Alors on vote pour qui? Les leaders de la FECQ et de la FEUQ se présentent pour le Parti québécois et la CLASSE scande: «Nos rêves sont plus grands que les urnes.» Je n’ai pas envie de m’abstenir – encore moins après la lutte qu’on mène depuis des mois! Je refuse de voter pour un parti qui défend davantage le Québec Inc. que les étudiants et les étudiantes. Québec solidaire est alors le seul parti qui a la gratuité scolaire dans son programme. Mais on dirait que ça passe dans le beurre.

Face à l’absence d’alternative claire, je suis revenue sur les bancs d’école en septembre 2012, bredouille. Frustrée qu’on ait élu un parti aux airs progressistes, mais à l’historique tout aussi néolibéral. Démolie qu’on ait tenté d’assassiner celle qui allait être la première Première ministre.

En refusant que mon indignation ne serve que mes rêves, j’ai cherché à la transposer dans un projet concret, constructif.

Comme le chante Karl Tremblay, j’ai aussi envie de crier :

Non à l’exploitation!
Non au néolibéralisme!
Non à l’impérialisme!
Non aux privatisations!

Contrairement à ce qu’il y a d’écrit dans Lettre à Lévesque, dire non à tout ça, c’est dire non au système capitaliste. Parce que l’impérialisme et la mondialisation permettent l’exploitation – nécessaire à l’augmentation du profit. Parce que les privatisations sont le moyen le plus efficace pour les capitalistes de s’enrichir à même notre travail et nos ressources.

La société de consommation que dépeignent les Cowboys Fringants est non viable. Elle ne peut pas rimer, comme espérée dans Lettre à Lévesque, avec écologie, justice et économie.

Nos luttes, en hommage à Karl Tremblay

En 2015, je rejoins Alternative socialiste parce que je refuse d’attendre le vrai changement. Je veux y participer activement! Je veux dire oui à un projet concret. Celui d’une société qui prend en compte les besoins et les capacités de la planète et des personnes qui y habitent.
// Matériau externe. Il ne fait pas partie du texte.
//! Record store contract shared by every backend's integration tests.
#![allow(dead_code)]

use chrono::{DateTime, Utc};
use stash_store::{NewRecord, PageRequest, Record, RecordOrder, RecordPatch, RecordStore, StoreError};

pub fn named(name: &str) -> NewRecord {
    NewRecord::new(name, "author-1")
}

pub async fn seed(store: &dyn RecordStore, downloads: &[u64]) -> Vec<Record> {
    let mut out = Vec::new();
    for (i, count) in downloads.iter().enumerate() {
        let record = store
            .put(NewRecord {
                download_count: *count,
                ..named(&format!("file-{i}"))
            })
            .await
            .unwrap();
        out.push(record);
    }
    out
}

/// Walks every page of `order` and returns the ids page by page.
pub async fn collect_pages(store: &dyn RecordStore, order: RecordOrder, limit: u32) -> Vec<Vec<Record>> {
    let mut pages = Vec::new();
    let mut request = PageRequest::first(limit);
    loop {
        let page = store.list(order, &request).await.unwrap();
        pages.push(page.items);
        match page.next_page_token {
            Some(token) => request = PageRequest::with_token(limit, token),
            None => return pages,
        }
    }
}

pub async fn put_then_get_returns_input_plus_id(store: &dyn RecordStore) {
    let uploaded_at: DateTime<Utc> = DateTime::parse_from_rfc3339("2025-03-09T14:02:25.652420823Z")
        .unwrap()
        .with_timezone(&Utc);
    let input = NewRecord {
        download_count: 7,
        encrypted: true,
        additional_data: Some("blob-1".into()),
        uploaded_at,
        ..named("secret.txt")
    };

    let stored = store.put(input.clone()).await.unwrap();
    assert!(!stored.id.is_empty());
    assert_eq!(stored.name, input.name);
    assert_eq!(stored.author, input.author);
    assert_eq!(stored.download_count, input.download_count);
    assert_eq!(stored.encrypted, input.encrypted);
    assert_eq!(stored.additional_data, input.additional_data);
    assert_eq!(stored.uploaded_at, uploaded_at);

    assert_eq!(store.get(&stored.id).await.unwrap(), Some(stored));
}

pub async fn record_lifecycle(store: &dyn RecordStore) {
    let alice = store.put(named("Alice")).await.unwrap();
    assert_eq!(store.get(&alice.id).await.unwrap().as_ref(), Some(&alice));

    let updated = store
        .update(RecordPatch::new(&alice.id).download_count(5))
        .await
        .unwrap();
    assert_eq!(updated.download_count, 5);
    assert_eq!(store.get(&alice.id).await.unwrap().unwrap().download_count, 5);

    store.bump_download_count(&alice.id).await.unwrap();
    store.bump_download_count(&alice.id).await.unwrap();
    assert_eq!(store.get(&alice.id).await.unwrap().unwrap().download_count, 7);

    let err = store
        .update(RecordPatch::new(&alice.id).download_count(1))
        .await
        .unwrap_err();
    assert!(matches!(err, StoreError::InvalidUpdate { .. }));

    store.delete(&alice.id).await.unwrap();
    assert_eq!(store.get(&alice.id).await.unwrap(), None);
}

pub async fn missing_ids_follow_the_contract(store: &dyn RecordStore) {
    assert_eq!(store.get("nope").await.unwrap(), None);
    store.bump_download_count("nope").await.unwrap();
    store.delete("nope").await.unwrap();

    let err = store.update(RecordPatch::new("nope").name("x")).await.unwrap_err();
    assert!(matches!(err, StoreError::NotFound(id) if id == "nope"));
}

/// Ids carrying URL delimiters must never resolve to a different record.
pub async fn delimiter_ids_never_alias_other_records(store: &dyn RecordStore) {
    let known = store.put(named("known.txt")).await.unwrap();

    for suffix in ["?x", "#tail", "/other"] {
        let alias = format!("{}{suffix}", known.id);
        assert_eq!(store.get(&alias).await.unwrap(), None, "{alias}");
        let err = store
            .update(RecordPatch::new(&alias).name("hijack"))
            .await
            .unwrap_err();
        assert!(matches!(err, StoreError::NotFound(_)), "{alias}");
        store.bump_download_count(&alias).await.unwrap();
        store.delete(&alias).await.unwrap();
    }

    assert_eq!(store.get(&known.id).await.unwrap(), Some(known));
}

pub async fn name_search_is_case_insensitive_substring(store: &dyn RecordStore) {
    for name in ["bob", "Bobby", "alice", "JIMBOB", "carol"] {
        store.put(named(name)).await.unwrap();
    }

    let page = store.query_by_name("BOB", &PageRequest::first(10)).await.unwrap();
    let mut names: Vec<_> = page.items.iter().map(|r| r.name.as_str()).collect();
    names.sort_unstable();
    assert_eq!(names, vec!["Bobby", "JIMBOB", "bob"]);
    assert_eq!(page.total_count, 3);
    assert_eq!(page.next_page_token, None);

    let first = store.query_by_name("bob", &PageRequest::first(2)).await.unwrap();
    assert_eq!(first.items.len(), 2);
    assert_eq!(first.total_count, 3);
    let token = first.next_page_token.expect("second page");
    let second = store
        .query_by_name("bob", &PageRequest::with_token(2, token))
        .await
        .unwrap();
    assert_eq!(second.items.len(), 1);
    assert_eq!(second.total_count, 3);
    assert!(first.items.iter().all(|r| r.id != second.items[0].id));

    let none = store.query_by_name("zed", &PageRequest::first(5)).await.unwrap();
    assert!(none.items.is_empty());
    assert_eq!(none.total_count, 0);
}

pub async fn pages_partition_the_ordering(store: &dyn RecordStore) {
    let seeded = seed(store, &[3, 9, 1, 9, 5, 0, 4]).await;

    let everything = store
        .list(RecordOrder::DownloadsFirst, &PageRequest::first(100))
        .await
        .unwrap();
    assert_eq!(everything.total_count, seeded.len() as u64);
    let counts: Vec<u64> = everything.items.iter().map(|r| r.download_count).collect();
    assert_eq!(counts, vec![9, 9, 5, 4, 3, 1, 0]);

    let pages = collect_pages(store, RecordOrder::DownloadsFirst, 3).await;
    assert_eq!(pages.len(), 3);
    assert!(pages.iter().all(|page| page.len() <= 3));
    assert_eq!(pages.concat(), everything.items);

    let unordered = collect_pages(store, RecordOrder::Unordered, 2).await.concat();
    let mut ids: Vec<_> = unordered.iter().map(|r| r.id.clone()).collect();
    let mut expected: Vec<_> = seeded.iter().map(|r| r.id.clone()).collect();
    ids.sort();
    expected.sort();
    assert_eq!(ids, expected);
}

pub async fn newest_first_sorts_by_upload_time(store: &dyn RecordStore) {
    let base = Utc::now();
    for (name, age_secs) in [("old", 300), ("newest", 0), ("middle", 60)] {
        store
            .put(NewRecord {
                uploaded_at: base - chrono::Duration::seconds(age_secs),
                ..named(name)
            })
            .await
            .unwrap();
    }

    let page = store.list(RecordOrder::NewestFirst, &PageRequest::first(10)).await.unwrap();
    let names: Vec<_> = page.items.iter().map(|r| r.name.as_str()).collect();
    assert_eq!(names, vec!["newest", "middle", "old"]);
    assert_eq!(page.next_page_token, None);
}

pub async fn invalid_page_requests_are_rejected(store: &dyn RecordStore) {
    let err = store.list(RecordOrder::Unordered, &PageRequest::first(0)).await.unwrap_err();
    assert!(matches!(err, StoreError::InvalidPageRequest(_)));

    let err = store
        .query_by_name("a", &PageRequest::with_token(5, "abc"))
        .await
        .unwrap_err();
    assert!(matches!(err, StoreError::InvalidPageToken(_)));
}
Les Cowboys nous ont accompagnés – et continueront de le faire – dans nos étapes de vie, nos premiers et nombreux amours, nos amitiés, nos fins de session et nos doutes. Ils ont raconté la misère des travailleurs et des travailleuses, la réalité de la crise du logement et la déchéance du capitalisme. Leurs paroles et leur force rassembleuse peuvent nous aider à aller plus loin dans nos luttes. À l’aube des journées de grève des employé⋅es des services publics, ravivons cette énergie festive et combative!

Non aux appartements frettes en hiver!
Pour des logements publics, réellement abordables, sécuritaires et écoénergétiques!
Exproprions les immeubles et les terrains des grands propriétaires! 

Non à l’exploitation de nos forêts pour leur profit!
Pour la nationalisation démocratique des secteurs clés de l’économie!
Pour l’autodétermination des peuples et des nations!
Pour une république du Québec indépendante et socialiste!

Non aux poches vides à l’approche de l’hiver!
Pour l’indexation automatique des salaires à coût de la vie!
Pour un salaire minimum de 20$/h!

Pour en finir avec le calvaire pour Loulou Lapierre!
Pour des investissements massifs dans les services sociaux et les soins de santé!
Pour une semaine de travail de 32h, sans diminution de salaire!

Pour que les rêves de Ti-cul se réalisent!
Pour la gratuité scolaire, du CPE à l’université!

La CAQ et tous les bouffons qui nous gouvernent doivent partir!
Pour la construction d’un parti qui défend les intérêts de la classe des travailleurs et travailleuses!